From: Adam W. Montville []
Sent: Friday, June 12, 2015 5:07 AM
To: Mike Jones
Cc: The IESG;;;
Subject: Re: sector review of draft-ietf-jose-jwk-thumbprint-05

On Jun 11, 2015, at 4:25 PM, Mike Jones <<>> wrote:

Hi Adam,

Thanks for the secdir review.

From: Adam W. Montville []
Sent: Monday, June 08, 2015 8:46 AM
To: The IESG;<>;<>
Subject: sector review of draft-ietf-jose-jwk-thumbprint-05


I have reviewed this document as part of the security directorate's ongoing effort to review all IETF documents being processed by the IESG. These comments were written primarily for the benefit of the security area directors. Document editors and WG chairs should treat these comments just like any other last call comments.

I believe the document is ready with (potential) issues.  The “with issues” might be due to ignorance on my part.  The draft does a very good job of explaining the canonical form of a JSON Web Key that can be used for establishing a thumbprint under varying circumstances, complete with what I found to be helpful examples.

The primary issue I have is that it’s unclear how relying parties are going to know which hash algorithm has been used.  The examples use SHA-256, but I’m not seeing where SHA-256 might be specified as a MUST or even a SHOULD.  Moreover, the example output ultimately shows only the Base-64 encoding of the resulting hash, which says nothing about the algorithm used to identify a key.

Earlier drafts had included fields whose names were intended to communicate the information about the hash function used - see the "jkt" field definitions in - but several working group reviewers suggested that these fields were unnecessary and that the typical usage would be as "kid" (key ID) field values.  With that removal, it falls onto the application to specify the hash algorithm for its particular usage.

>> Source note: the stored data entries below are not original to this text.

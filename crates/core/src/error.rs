//! Inventory error model.

use thiserror::Error;

/// Result type used across the inventory engine.
pub type InventoryResult<T> = Result<T, InventoryError>;

/// Engine-level error.
///
/// Every variant is a local, recoverable failure. The engine checks all
/// preconditions before mutating, so an `Err` always means "nothing changed".
#[derive(Debug, Error, Clone, PartialEq, Eq)]
pub enum InventoryError {
    /// The operation referenced an item absent from the store.
    #[error("item not found: {name}")]
    NotFound { name: String },

    /// Consumption (or waste) exceeds the quantity on hand.
    #[error("not enough {name} in inventory (requested {requested}, available {available})")]
    InsufficientQuantity {
        name: String,
        requested: u64,
        available: u64,
    },

    /// An expiration date string was not `YYYY-MM-DD`.
    #[error("invalid expiration date {input:?}: {reason}")]
    DateParse { input: String, reason: String },

    /// A quantity argument was zero.
    #[error("invalid quantity: {quantity} (must be at least 1)")]
    InvalidQuantity { quantity: u64 },

    /// The shared engine lock was poisoned by a panicking holder.
    #[error("inventory lock poisoned")]
    Poisoned,
}

impl InventoryError {
    pub fn not_found(name: impl Into<String>) -> Self {
        Self::NotFound { name: name.into() }
    }

    pub fn insufficient(name: impl Into<String>, requested: u64, available: u64) -> Self {
        Self::InsufficientQuantity {
            name: name.into(),
            requested,
            available,
        }
    }

    pub fn date_parse(input: impl Into<String>, reason: impl Into<String>) -> Self {
        Self::DateParse {
            input: input.into(),
            reason: reason.into(),
        }
    }

    pub fn invalid_quantity(quantity: u64) -> Self {
        Self::InvalidQuantity { quantity }
    }

    /// Whether a caller could sensibly re-prompt and try again.
    pub fn is_user_error(&self) -> bool {
        !matches!(self, Self::Poisoned)
    }
}

#[cfg(test)]
mod tests {
    use super::*;

    #[test]
    fn insufficient_quantity_message_names_item() {
        let err = InventoryError::insufficient("bread", 2, 1);
        assert_eq!(
            err.to_string(),
            "not enough bread in inventory (requested 2, available 1)"
        );
    }

    #[test]
    fn poisoned_is_not_a_user_error() {
        assert!(!InventoryError::Poisoned.is_user_error());
        assert!(InventoryError::not_found("eggs").is_user_error());
    }
}
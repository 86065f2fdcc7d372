//! Tracing/logging initialization.

use core::str::FromStr;

use serde::{Deserialize, Serialize};
use thiserror::Error;
use tracing_subscriber::EnvFilter;

/// Log output format.
#[derive(Debug, Copy, Clone, Default, PartialEq, Eq, Serialize, Deserialize)]
#[serde(rename_all = "lowercase")]
pub enum LogFormat {
    /// Human-readable, for interactive sessions.
    #[default]
    Pretty,
    /// One JSON object per line.
    Json,
}

#[derive(Debug, Error, Clone, PartialEq, Eq)]
#[error("unknown log format {0:?} (expected \"pretty\" or \"json\")")]
pub struct ParseLogFormatError(pub String);

impl FromStr for LogFormat {
    type Err = ParseLogFormatError;

    fn from_str(s: &str) -> Result<Self, Self::Err> {
        match s.trim().to_ascii_lowercase().as_str() {
            "pretty" => Ok(Self::Pretty),
            "json" => Ok(Self::Json),
            _ => Err(ParseLogFormatError(s.to_string())),
        }
    }
}

/// Install the global subscriber.
///
/// Filtering comes from `RUST_LOG` (default `info`). Output goes to stderr so
/// it never interleaves with a program's stdout.
pub fn init(format: LogFormat) {
    let filter = EnvFilter::try_from_default_env().unwrap_or_else(|_| EnvFilter::new("info"));

    let builder = tracing_subscriber::fmt()
        .with_env_filter(filter)
        .with_writer(std::io::stderr)
        .with_target(false);

    let _ = match format {
        LogFormat::Pretty => builder.try_init(),
        LogFormat::Json => builder
            .json()
            .with_timer(tracing_subscriber::fmt::time::SystemTime)
            .try_init(),
    };
}
use std::io;

use anyhow::Context;

use foodwaste_cli::{CliConfig, Shell};
use foodwaste_inventory::FoodTracker;

fn main() -> anyhow::Result<()> {
    let config = CliConfig::from_env().context("invalid configuration")?;
    foodwaste_observability::init(config.log_format);

    tracing::info!(warning_days = config.warning_days, "starting food waste shell");

    let tracker = FoodTracker::new(config.tracker_config());
    let stdin = io::stdin().lock();
    let stdout = io::stdout().lock();

    Shell::new(tracker, stdin, stdout)
        .run()
        .context("terminal I/O failed")?;
    Ok(())
}
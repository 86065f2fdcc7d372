//! Time-ordered index of items by expiration date.
//!
//! Entries are advisory pointers `(date, name)` into the [`InventoryStore`].
//! The store stays the source of truth: every entry is re-validated against it
//! when popped, and entries that no longer describe a live item are dropped.

use std::cmp::Reverse;
use std::collections::{BinaryHeap, HashSet};

use chrono::{DateTime, Utc};
use serde::{Deserialize, Serialize};

use foodwaste_core::{ExpirationDate, ItemName};

use crate::store::InventoryStore;

/// One index entry. Ordered by date first, then name.
#[derive(Debug, Clone, PartialEq, Eq, PartialOrd, Ord, Hash)]
pub struct IndexEntry {
    pub expires_on: ExpirationDate,
    pub name: ItemName,
}

/// An item reported as expiring within the queried window.
#[derive(Debug, Clone, PartialEq, Eq, Serialize, Deserialize)]
pub struct ExpiringItem {
    pub name: ItemName,
    pub expires_on: ExpirationDate,
}

/// Result of one destructive drain.
#[derive(Debug, Clone, Default, PartialEq, Eq)]
pub struct Drained {
    /// Live items, ascending by expiration date.
    pub expiring: Vec<ExpiringItem>,
    /// Stale or duplicate entries popped and discarded along the way.
    pub discarded: usize,
}

/// Min-heap of `(expiration date, name)` entries.
#[derive(Debug, Default, Clone)]
pub struct ExpirationIndex {
    heap: BinaryHeap<Reverse<IndexEntry>>,
}

impl ExpirationIndex {
    pub fn new() -> Self {
        Self::default()
    }

    /// Push a new entry. Earlier entries for the same name are left in place.
    pub fn register(&mut self, name: ItemName, expires_on: ExpirationDate) {
        self.heap.push(Reverse(IndexEntry { expires_on, name }));
    }

    pub fn peek_earliest(&self) -> Option<&IndexEntry> {
        self.heap.peek().map(|Reverse(entry)| entry)
    }

    pub fn len(&self) -> usize {
        self.heap.len()
    }

    pub fn is_empty(&self) -> bool {
        self.heap.is_empty()
    }

    /// Pop every entry whose date begins at or before `cutoff`.
    ///
    /// An entry is reported only if `store` still holds the item with the same
    /// expiration date, and only once per drain. Everything popped is gone
    /// from the index afterwards, reported or not.
    pub fn drain_expiring(&mut self, cutoff: DateTime<Utc>, store: &InventoryStore) -> Drained {
        let mut out = Drained::default();
        let mut seen: HashSet<ItemName> = HashSet::new();

        while let Some(Reverse(head)) = self.heap.peek() {
            if head.expires_on.starts_at() > cutoff {
                break;
            }
            let Some(Reverse(entry)) = self.heap.pop() else {
                break;
            };

            let live = store
                .get(entry.name.as_str())
                .is_some_and(|item| item.expires_on() == entry.expires_on);

            if live && seen.insert(entry.name.clone()) {
                out.expiring.push(ExpiringItem {
                    name: entry.name,
                    expires_on: entry.expires_on,
                });
            } else {
                tracing::debug!(
                    item = %entry.name,
                    expires_on = %entry.expires_on,
                    "discarding stale expiration entry"
                );
                out.discarded += 1;
            }
        }

        out
    }
}

#[cfg(test)]
mod tests {
    use super::*;
    use chrono::TimeZone;
    use proptest::prelude::*;

    fn date(d: u32) -> ExpirationDate {
        ExpirationDate::from_ymd(2025, 1, d).unwrap()
    }

    fn midnight(d: u32) -> DateTime<Utc> {
        Utc.with_ymd_and_hms(2025, 1, d, 0, 0, 0).unwrap()
    }

    fn stocked(items: &[(&str, u32)]) -> (InventoryStore, ExpirationIndex) {
        let mut store = InventoryStore::new();
        let mut index = ExpirationIndex::new();
        for (name, day) in items {
            store.upsert((*name).into(), 1, date(*day));
            index.register((*name).into(), date(*day));
        }
        (store, index)
    }

    fn names(drained: &Drained) -> Vec<&str> {
        drained.expiring.iter().map(|e| e.name.as_str()).collect()
    }

    #[test]
    fn drains_in_date_order_up_to_cutoff() {
        let (store, mut index) = stocked(&[("yogurt", 12), ("milk", 10), ("cheese", 25)]);

        let drained = index.drain_expiring(midnight(12), &store);
        assert_eq!(names(&drained), ["milk", "yogurt"]);
        assert_eq!(drained.discarded, 0);

        assert_eq!(index.len(), 1);
        assert_eq!(index.peek_earliest().unwrap().name.as_str(), "cheese");
    }

    #[test]
    fn cutoff_is_inclusive() {
        let (store, mut index) = stocked(&[("milk", 10)]);
        let drained = index.drain_expiring(midnight(10), &store);
        assert_eq!(names(&drained), ["milk"]);
    }

    #[test]
    fn drain_is_destructive() {
        let (store, mut index) = stocked(&[("milk", 10)]);

        assert_eq!(names(&index.drain_expiring(midnight(11), &store)), ["milk"]);
        assert!(index.drain_expiring(midnight(11), &store).expiring.is_empty());
        assert!(index.is_empty());
    }

    #[test]
    fn stale_entry_after_overwrite_is_discarded() {
        let (mut store, mut index) = stocked(&[("milk", 10)]);

        // Re-add with a later date: the day-10 entry no longer matches the store.
        store.upsert("milk".into(), 4, date(20));
        index.register("milk".into(), date(20));

        let early = index.drain_expiring(midnight(11), &store);
        assert!(early.expiring.is_empty());
        assert_eq!(early.discarded, 1);

        let late = index.drain_expiring(midnight(20), &store);
        assert_eq!(late.expiring[0].expires_on, date(20));
    }

    #[test]
    fn duplicate_live_entries_report_once() {
        let (mut store, mut index) = stocked(&[("milk", 10)]);
        store.upsert("milk".into(), 3, date(10));
        index.register("milk".into(), date(10));

        let drained = index.drain_expiring(midnight(10), &store);
        assert_eq!(names(&drained), ["milk"]);
        assert_eq!(drained.discarded, 1);
    }

    #[test]
    fn entry_for_unknown_item_is_discarded() {
        let store = InventoryStore::new();
        let mut index = ExpirationIndex::new();
        index.register("ghost".into(), date(5));

        let drained = index.drain_expiring(midnight(10), &store);
        assert!(drained.expiring.is_empty());
        assert_eq!(drained.discarded, 1);
    }

    proptest! {
        #![proptest_config(ProptestConfig {
            cases: 256,
            ..ProptestConfig::default()
        })]

        /// Property: a drain reports exactly the live items due by the cutoff,
        /// in ascending date order, after any sequence of (re-)adds.
        #[test]
        fn drain_matches_store_truth(
            adds in prop::collection::vec((0usize..6, 1u32..29), 1..40),
            cutoff_day in 1u32..29,
        ) {
            let mut store = InventoryStore::new();
            let mut index = ExpirationIndex::new();
            for (n, day) in &adds {
                let name = ItemName::new(format!("item-{n}"));
                store.upsert(name.clone(), 1, date(*day));
                index.register(name, date(*day));
            }

            let drained = index.drain_expiring(midnight(cutoff_day), &store);

            let mut expected: Vec<(ExpirationDate, ItemName)> = store
                .iter()
                .filter(|i| i.expires_on() <= date(cutoff_day))
                .map(|i| (i.expires_on(), i.name().clone()))
                .collect();
            expected.sort();
            let actual: Vec<(ExpirationDate, ItemName)> = drained
                .expiring
                .iter()
                .map(|e| (e.expires_on, e.name.clone()))
                .collect();

            prop_assert_eq!(actual, expected);
            prop_assert_eq!(drained.expiring.len() + drained.discarded + index.len(), adds.len());
        }
    }
}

This isn't as bad as you might think, however, because typically the consumer of the "kid" doesn't need to know the algorithm because it won't be reproducing the computation.  It just relies on the fact that a unique key ID value was generated for the key and compares "kid" values as opaque strings to find the appropriate key.  In this usage, the producer of the key is the only party that needs to know the hash algorithm that it is using.  I hope this helps.

Yes, this does help, thank you.  It seems like something that could be easily added to the draft to explain why the generating algorithm needn’t be disclosed so that slow folk like myself get the picture straight away.

Additionally, in Section 4, “JSON and Unicode Considerations” some “should”s are used, but I’m not reading them as SHOULDs. Should they be SHOULDs?  For example, the start of the third paragraph in that section: “if new JWK members are defined that use non-ASCII member names, their definitions should specify the exact Unicode code point sequences used to represent them.”  It’s not clear to me whether this is a strong statement or just a recommendation - it seems that this draft could help the future by making stronger statements to encourage future interoperability.

For the other JOSE specifications, our chair Jim Schaad took the position that RFC 2119 keywords should be reserved for testable protocol behaviors and that other uses of the English word "should" should not use "SHOULD".  The authors followed that convention in this document.  I do understand that other authors and working groups have taken different positions in this regard.  If there are particular uses that you still feel should be changed to use RFC 2119 keywords, please call them out.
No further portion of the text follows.